In the face of a protracted trade war, with escalated tariff implementation in 2019, the equity markets have remained quite resilient. Earnings are growing, albeit extremely modestly and it is likely that FW12M earnings estimates will be revised lower in the coming months. But should a trade truce of sorts that is found for exercisability, the markets may find a good deal of multiple expansion and as sentiment improves.
The U.S. economy has also been resilient through the trade feud, but that has been called into question more recently with the latest University of Michigan Consumer Sentiment reading. The Consumer Sentiment Index posted its largest monthly decline in August 2019 (-8.6 points) since December 2012 (-9.8 points). The 2012 plunge reflected widespread fears of being pushed off the “fiscal cliff” due to rising taxes and falling government spending. The recent decline is due to negative references to tariffs, which were spontaneously mentioned by one-in-three consumers. Unlike concerns about the fiscal cliff, which were promptly resolved, Trump’s tariff policies have been subject to repeated reversals amid threats of higher future tariffs.
With consumer sentiment faltering over trade issues, investors and consumers will pay increasing attention to the trade headlines and the data when it is released on Friday, alongside the monthly retail sales data. Consumer spending is some 70% of the U.S. economy, as they go the economy seemingly follows. With all the headlines considering the probability of a recession and when it would take place, consumers have been found lacking for favorable headlines on business conditions.

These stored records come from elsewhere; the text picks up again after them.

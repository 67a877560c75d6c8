//! Native file handles with deterministic caching semantics, deadline
//! bounded scatter-gather i/o and byte range locks, plus a many-entity
//! mutex shared between processes through a lock file.

pub mod deadline;
pub mod error;
pub mod file_handle;
pub mod fs_mutex;
pub mod handle;
pub mod io_handle;
pub mod native;
pub mod path_discovery;
mod sys;

// re-export selected public API
pub use deadline::Deadline;
pub use error::{Error, Result};
pub use file_handle::FileHandle;
pub use fs_mutex::{EntitiesGuard, Entity, FilesystemMutex, FsMutexConfig, SpinPolicy};
pub use handle::{Caching, Creation, Handle, HandleFlags, Mode};
pub use io_handle::{ExtentGuard, IoHandle, IoRequest, IoResult, RequestExtent};
pub use native::{Disposition, NativeHandle};
pub use path_discovery::{DiscoveredPath, PathDiscovery, Source};
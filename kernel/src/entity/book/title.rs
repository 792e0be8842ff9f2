use vodca::{AsRefln, Fromln};

#[derive(Debug, Clone, Eq, PartialEq, Fromln, AsRefln)]
pub struct BookTitle(String);

impl BookTitle {
    pub fn new(title: impl Into<String>) -> Self {
        Self(title.into())
    }
}
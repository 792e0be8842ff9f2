pub mod mapper;
pub mod service;
pub mod transfer;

As noted earlier, investor sentiment is not too far behind that of the consumer, but has been found for bearish sentiment for an extended period of time. The recent AAII survey indicates a slight improvement over the prior reporting period, but the bullish sentiment remains below the historical average as the two-week long rally in the S&P 500 has found improving confidence.
For the remainder of the week, it would prove difficult to forecast the equity market’s performance, that will lean on central bank commentary and rate cut announcements from the European Central Bank on Thursday.
“We still think that Mr Draghi will muster a sufficient majority in the Governing Council to push through a package that will include rate cuts as well as a restart of the asset purchase program,” Dirk Schumacher, an ECB watcher with Natixis, said in a note to clients.
The meeting comes as some ECB hawks in recent weeks have been trying to downplay the chances of a huge stimulus package.
“There is, judging from (the) latest comments coming out of the Governing Council, no clear consensus within the Governing Council regarding the size and scope of potential easing measures.”
“Potential surprises could include an expansion of the QE (quantitative easing)-eligible universe to new asset classes (senior bank debt or equities), or more radical changes to QE parameters (removing capital keys),” said Frederik Ducrozet, who watches the ECB at Pictet in Geneva.
In detail the ECB is expected to do the following:
- Cut its deposit rate.
- Re-launch monthly net asset purchases.
- Strengthen its forward guidance by extending the horizon to keep rates at present or lower levels beyond the first half of 2020.
- Introduce a tiering system for bank deposits.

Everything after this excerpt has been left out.